Compounding the already difficult diagnosis of multiple sclerosis (MS) is the onslaught of invasive, often painful, tests to identify and track disease progression—typically requiring the collection of fluid from the brain and spine. However, now, investigators at the University of Huddersfield, U.K., have just developed a minimally invasive method for quickly detecting signs of MS. Findings from the new study—published today in Analytical Methods in an article entitled “Sphingosine and Dihydrosphingosine As Biomarkers for Multiple Sclerosis Identified by Metabolomic Profiling Using Coupled UPLC-MS”—used advanced mass spectrometry techniques and may provide clinicians with a diagnostic tool that enables the detection of MS to be made simply using blood samples.
In the current study, the research team looked at two cell membrane lipids that have been previously linked to MS—sphingosine, and dihydrosphingosine—and found them to be at significantly lower concentrations in blood samples from MS patients.
“Sphingosine and dihydrosphingosine have been previously found to be at lower concentrations in the brain tissue of patients with multiple sclerosis,” the authors wrote. “The detection of these sphingolipids in blood plasma allows the non-invasive monitoring of these and related compounds.”
In addition to being offered as a diagnostic tool to identify MS, the University of Huddersfield researchers are optimistic that their discovery will aid in the investigation of the role of the compounds in the disease and assist potential new drug development.
Lead study investigator Sean Ward, a doctoral student the University of Huddersfield's Innovative Physical Organic Solutions IPOS) unit explored the analytical potential of chemometric software, in particular, the package named Mass Profiler Professional (MPP)
“Mass spectrometry data is very complex, and there can be thousands of compounds in each sample,” Ward remarked. “MPP allows the abundance of each of those compounds to be compared between the samples and can find discrete differences.”
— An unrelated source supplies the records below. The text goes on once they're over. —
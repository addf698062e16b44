//! Measurement results, progress events and history records

use crate::models::ServerProfile;
use crate::stats;
use crate::types::{Direction, Phase};
use chrono::{DateTime, Utc};
use serde::{Deserialize, Serialize};
use std::time::Duration;
use uuid::Uuid;

/// Elapsed time of a single latency probe
#[derive(Debug, Clone, Copy, PartialEq, Serialize, Deserialize)]
pub struct ProbeSample {
    /// Round-trip time in milliseconds
    pub elapsed_ms: f64,

    /// False when the probe failed and `elapsed_ms` holds the timeout sentinel
    pub responded: bool,
}

impl ProbeSample {
    /// Sample for a probe that got a response
    pub fn responded(elapsed: Duration) -> Self {
        Self {
            elapsed_ms: elapsed.as_secs_f64() * 1000.0,
            responded: true,
        }
    }

    /// Sample for a probe that failed or timed out; records the full timeout
    pub fn no_response(timeout: Duration) -> Self {
        Self {
            elapsed_ms: timeout.as_secs_f64() * 1000.0,
            responded: false,
        }
    }

    /// Sample from a raw millisecond value
    pub fn from_millis(elapsed_ms: f64) -> Self {
        Self {
            elapsed_ms,
            responded: true,
        }
    }
}

/// Trimmed latency statistics for one latency phase
#[derive(Debug, Clone, Copy, PartialEq, Eq, Serialize, Deserialize)]
pub struct LatencyResult {
    /// Trimmed mean round-trip time, rounded to whole milliseconds
    pub average_ms: u64,

    /// Mean absolute deviation of the trimmed samples, rounded
    pub jitter_ms: u64,

    /// Probes sent
    pub samples_sent: usize,

    /// Probes that did not respond in time
    pub samples_failed: usize,
}

impl LatencyResult {
    /// True when at least one probe had to be replaced by the timeout sentinel
    pub fn is_degraded(&self) -> bool {
        self.samples_failed > 0
    }
}

/// Average rate of one full transfer
#[derive(Debug, Clone, Copy, PartialEq, Serialize, Deserialize)]
pub struct ThroughputResult {
    pub direction: Direction,

    /// Megabytes (MiB) per second, rounded to two decimals
    pub rate_mbps: f64,

    /// Total bytes transferred
    pub bytes: u64,

    /// Wall-clock duration of the transfer
    pub elapsed: Duration,
}

impl ThroughputResult {
    /// Build a result from a finished transfer
    pub fn from_transfer(direction: Direction, bytes: u64, elapsed: Duration) -> Self {
        Self {
            direction,
            rate_mbps: stats::rate_mbps(bytes, elapsed),
            bytes,
            elapsed,
        }
    }

    /// Rate formatted with two decimals
    pub fn format_rate(&self) -> String {
        format!("{:.2} MB/s", self.rate_mbps)
    }
}

/// Completion of the current measurement phase
#[derive(Debug, Clone, Copy, PartialEq, Serialize, Deserialize)]
pub struct ProgressEvent {
    pub phase: Phase,

    /// Percentage in [0, 100]
    pub value: f64,

    /// Set while the total size of a download is unknown
    #[serde(default)]
    pub indeterminate: bool,
}

impl ProgressEvent {
    /// Create a progress event; the value is clamped into [0, 100]
    pub fn new(phase: Phase, value: f64) -> Self {
        let value = if value.is_nan() { 0.0 } else { value.clamp(0.0, 100.0) };
        Self {
            phase,
            value,
            indeterminate: false,
        }
    }

    /// First event of a phase
    pub fn started(phase: Phase) -> Self {
        Self::new(phase, 0.0)
    }

    /// Last event of a phase
    pub fn finished(phase: Phase) -> Self {
        Self::new(phase, 100.0)
    }

    /// Progress for a phase whose total amount of work is unknown
    pub fn indeterminate(phase: Phase) -> Self {
        Self {
            phase,
            value: 0.0,
            indeterminate: true,
        }
    }

    /// Event used while no measurement is running
    pub fn none() -> Self {
        Self::new(Phase::None, 0.0)
    }

    /// Progress of `done` out of `total`, as a percentage
    pub fn fraction(phase: Phase, done: u64, total: u64) -> Self {
        if total == 0 {
            return Self::finished(phase);
        }
        Self::new(phase, done as f64 / total as f64 * 100.0)
    }
}

impl Default for ProgressEvent {
    fn default() -> Self {
        Self::none()
    }
}

/// One completed speed test, as stored in history
#[derive(Debug, Clone, PartialEq, Serialize, Deserialize)]
pub struct TestResult {
    /// Unique identifier of the run that produced this result
    pub run_id: Uuid,

    /// When the run completed
    pub timestamp: DateTime<Utc>,

    /// Download rate in MB/s
    pub download_mbps: f64,

    /// Upload rate in MB/s
    pub upload_mbps: f64,

    /// Trimmed mean latency in milliseconds
    pub latency_ms: u64,

    /// Jitter in milliseconds
    pub jitter_ms: u64,

    /// Registry key of the server that was tested
    pub server_id: String,

    /// Display name of the server that was tested
    pub server_name: String,
}

impl TestResult {
    /// Assemble a history record from the three phase results
    pub fn from_measurements(
        run_id: Uuid,
        profile: &ServerProfile,
        latency: &LatencyResult,
        download: &ThroughputResult,
        upload: &ThroughputResult,
    ) -> Self {
        Self {
            run_id,
            timestamp: Utc::now(),
            download_mbps: download.rate_mbps,
            upload_mbps: upload.rate_mbps,
            latency_ms: latency.average_ms,
            jitter_ms: latency.jitter_ms,
            server_id: profile.id.clone(),
            server_name: profile.name.clone(),
        }
    }
}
An additional dimension to the research was an analysis of plasma samples from patients with neuropathic pain (NP), some of whom also had MS. Also tested was serum from MS patients with no NP. The metabolomic profiles for each disease state were identified, and there are clear indications that the three groups share similar biomechanical mechanisms.
The study authors wrote that “metabolomic profiling was performed using ultra-high-performance liquid chromatography coupled to mass spectrometry and the data analysis involved parametric methods, principal component analysis, and discriminating filter analysis to determine the differences between disease and control serum samples.”
The researchers concluded their analysis stating that “sphingosine and dihydrosphingosine were identified as significant biomarkers.”